When, at the end of my tale, I desired that some of my characters should pass from San Francisco to New York in record time, and wrote to a railway magnate of my acquaintance asking what he himself would do, that most excellent man sent a fully worked-out time-table, with watering halts, changes of engine, mileage, track conditions and climates, so that a corpse could not have gone wrong in the schedule.

The resulting account, in Chapter 9, of the Cheynes' journey from San Diego to Boston, is a classic of railway literature. The couple travel in the Cheynes' private rail car, the "Constance", and are taken from San Diego to Chicago as a special train, hauled by sixteen locomotives in succession. It takes precedence over 177 other trains. "Two and one-half minutes would be allowed for changing engines; three for watering and two for coaling". The "Constance" is attached to the scheduled express "New York Limited" to Buffalo, New York, and transferred to the New York Central for the trip across the state to Albany. Switched to the Boston and Albany Railroad, the Cheynes complete the trip to Boston in their private car, with the entire cross-country run taking 87 hours 35 minutes.

Kipling also recalled:

My characters arrived triumphantly; and, then, a real live railway magnate was so moved after reading the book that he called out his engines and called out his men, hitched up his own private car, and set himself to beat my time on paper over the identical route, and succeeded.

Disko Troop claims to receive his given name for his birth on board his father's ship near Disko Island on the west coast of Greenland.
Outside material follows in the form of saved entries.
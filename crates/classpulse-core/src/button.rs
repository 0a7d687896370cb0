//! Signal button -- the one-shot "I'm confused" affordance.
//!
//! Wall-clock state machine in the same style as the gauge: the caller
//! supplies epoch-millisecond timestamps and drives `tick()` periodically.
//! While the button is in its fired state, repeated activation is a
//! deliberate no-op (a debounce, not an error) that only re-shows an
//! informational message.

use crate::config::SignalConfig;
use crate::status::Indicator;

/// Idle visual: hollow circle, green.
const IDLE_INDICATOR: Indicator = Indicator {
    glyph: "○",
    color: "#00FF00",
    tooltip: "I'm confused",
};

/// Fired visual: question mark, yellow.
const FIRED_INDICATOR: Indicator = Indicator {
    glyph: "?",
    color: "#FFFF00",
    tooltip: "signal sent",
};

/// Message re-shown when activation is debounced.
pub const DEBOUNCE_TEXT: &str = "?";

/// What an activation attempt should do next.
#[derive(Debug, Clone, Copy, PartialEq, Eq)]
pub enum Activation {
    /// Not fired: caller should send one increment, then `confirm`.
    SendIncrement,
    /// Already fired: no remote call, just the informational message.
    Debounced,
}

/// Core button state machine.
#[derive(Debug, Clone)]
pub struct SignalButton {
    reset_after_ms: u64,
    fired: bool,
    /// Timestamp of the most recent successful increment. A later
    /// `confirm` supersedes any pending reset.
    fired_at_epoch_ms: Option<u64>,
}

impl SignalButton {
    pub fn new(cfg: &SignalConfig) -> Self {
        Self {
            reset_after_ms: cfg.reset_after_ms,
            fired: false,
            fired_at_epoch_ms: None,
        }
    }

    pub fn is_fired(&self) -> bool {
        self.fired
    }

    pub fn visual(&self) -> Indicator {
        if self.fired {
            FIRED_INDICATOR
        } else {
            IDLE_INDICATOR
        }
    }

    /// Decide what an activation should do. Does not mutate state; the
    /// transition happens in `confirm` once the increment succeeded.
    pub fn activate(&self) -> Activation {
        if self.fired {
            Activation::Debounced
        } else {
            Activation::SendIncrement
        }
    }

    /// Record a successful increment at `now_ms`. Restarts the reset
    /// countdown from this instant.
    pub fn confirm(&mut self, now_ms: u64) {
        self.fired = true;
        self.fired_at_epoch_ms = Some(now_ms);
    }

    /// Call periodically. Returns `true` exactly once per fired period,
    /// when the reset delay has elapsed and the button returned to idle.
    pub fn tick(&mut self, now_ms: u64) -> bool {
        match self.fired_at_epoch_ms {
            Some(fired_at) if self.fired && now_ms.saturating_sub(fired_at) >= self.reset_after_ms => {
                self.fired = false;
                self.fired_at_epoch_ms = None;
                true
            }
            _ => false,
        }
    }
}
His crewman, "Long Jack", once calls him "Discobolus".

A claim that Kipling used the United States Fish Commission fisheries research ship as the model for We′re Here is unproven.
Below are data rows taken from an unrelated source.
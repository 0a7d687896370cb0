use clap::{Parser, Subcommand};

mod commands;

#[derive(Parser)]
#[command(name = "classpulse", version, about = "Classpulse CLI")]
struct Cli {
    #[command(subcommand)]
    command: Commands,
}

#[derive(Subcommand)]
enum Commands {
    /// Show the engagement gauge and poll until Ctrl-C
    Watch {
        /// Print lifecycle events as JSON lines instead of the live bar
        #[arg(long)]
        json: bool,
    },
    /// Send one "I'm confused" signal
    Signal {
        /// Hold the fired state and wait out the reset delay
        #[arg(long)]
        wait: bool,
    },
    /// Run the auto-signal loop until Ctrl-C or a failed tick
    Auto,
    /// Open the class discussion board in the browser
    Board,
    /// Diagnostic: send one raw increment to the counter service
    Ping,
    /// Configuration management
    Config {
        #[command(subcommand)]
        action: commands::config::ConfigAction,
    },
}

#[tokio::main]
async fn main() {
    let cli = Cli::parse();
    let result = match cli.command {
        Commands::Watch { json } => commands::watch::run(json).await,
        Commands::Signal { wait } => commands::signal::run(wait).await,
        Commands::Auto => commands::auto::run().await,
        Commands::Board => commands::board::run(),
        Commands::Ping => commands::ping::run().await,
        Commands::Config { action } => commands::config::run(action),
    };

    if let Err(e) = result {
        eprintln!("error: {e}");
        std::process::exit(1);
    }
}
==Film, TV, theatrical, or other adaptations==
Captains Courageous has been adapted for film three times:
- In 1937 as Captains Courageous, produced by Louis D. Lighton, directed by Victor Fleming and starring Spencer Tracy, Freddie Bartholomew, Lionel Barrymore, Melvyn Douglas, Mickey Rooney and John Carradine. Tracy won the Academy Award for Best Actor for his work in this film.
- In 1977 for television, directed by Harvey Hart and starring Karl Malden, Jonathan Kahn, Ricardo Montalbán, Fritz Weaver, Fred Gwynne and Neville Brand.
- In 1996 for television, directed by Michael Anderson and starring Robert Urich, Kenny Vadas, Kaj-Erik Eriksen, Sandra Nelson and Colin Cunningham.
Musical theatre:
- Captains Courageous, The Musical was a 1999 Off Broadway production at the Manhattan Theatre Club.
- Episode 89 of The Triplets is based on Captains Courageous and follows the plot very closely.

Other adaptations:
- The Billion Dollar Boy by Charles Sheffield is a retelling of Captains Courageous in a futuristic science fiction setting.
- Cabin Boy, a movie starring Chris Elliott, is a loose adaptation.

==In popular culture==
- Commentator David Lloyd frequently referred to Kevin Pietersen as "Captain Courageous" during his period as captain of the England cricket team.
- In the movie Captain Ron (1992), Martin Short's character derisively refers to the leader as "Captains Courageous".
- "Captains Outrageous" is the title of a 1974 Junior Woodchucks comic book written by Carl Barks, a 1979 episode of the American television series M*A*S*H, and a 2001 crime/suspense novel by Joe R. Lansdale.
- "Captains Courageous" is a track on the Levellers album Mouth to Mouth.